TASK GOAL: Determine how many lines of this material contain "Debug". Give only the number.

************

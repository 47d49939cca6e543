use crate::config::{ADC_BITS, VREF};
use core::time::Duration;
use derive_more::Display;

/// Unit shared by both channels when interpreting their sampling periods.
#[repr(u8)]
#[derive(Clone, Copy, Debug, Eq, PartialEq, Display)]
pub enum TimeUnit {
    #[display(fmt = "ms")]
    Millisecond = b'm',
    #[display(fmt = "s")]
    Second = b's',
    #[display(fmt = "min")]
    Minute = b'M',
}

impl TimeUnit {
    pub const ALL: [Self; 3] = [Self::Millisecond, Self::Second, Self::Minute];

    pub fn from_code(code: u8) -> Option<Self> {
        match code {
            b'm' => Some(Self::Millisecond),
            b's' => Some(Self::Second),
            b'M' => Some(Self::Minute),
            _ => None,
        }
    }
    /// Character used for this unit on the wire.
    pub fn code(self) -> u8 {
        self as u8
    }
    /// Number of millisecond timer ticks in one unit.
    pub fn ticks(self) -> u32 {
        match self {
            Self::Millisecond => 1,
            Self::Second => 1_000,
            Self::Minute => 60_000,
        }
    }
    pub fn duration(self, magnitude: u32) -> Duration {
        Duration::from_millis(magnitude as u64 * self.ticks() as u64)
    }
}

/// Raw 12-bit conversion result.
#[repr(transparent)]
#[derive(Clone, Copy, Default, Debug, Eq, PartialEq, Ord, PartialOrd, Hash, Display)]
pub struct AdcCode(u16);

impl AdcCode {
    pub const MIN: Self = Self(0);
    pub const MAX: Self = Self((1 << ADC_BITS) - 1);
    /// Volts per code.
    pub const STEP: f32 = VREF / Self::MAX.0 as f32;

    /// Keeps only the converter's resolution bits, as the data register does.
    pub fn new(raw: u16) -> Self {
        Self(raw & Self::MAX.0)
    }
    pub fn raw(self) -> u16 {
        self.0
    }

    pub fn to_voltage(self) -> f32 {
        self.0 as f32 * VREF / Self::MAX.0 as f32
    }
    pub fn try_from_voltage(v: f32) -> Option<Self> {
        if (0.0..=VREF).contains(&v) {
            Some(Self::from_voltage_saturating(v))
        } else {
            None
        }
    }
    /// Nearest code to `v`, clamped to the converter range.
    pub fn from_voltage_saturating(v: f32) -> Self {
        let x = (v / Self::STEP + 0.5).clamp(Self::MIN.0 as f32, Self::MAX.0 as f32);
        Self(x as u16)
    }
}

impl From<AdcCode> for u16 {
    fn from(code: AdcCode) -> Self {
        code.0
    }
}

************

TASK OUTPUT: 2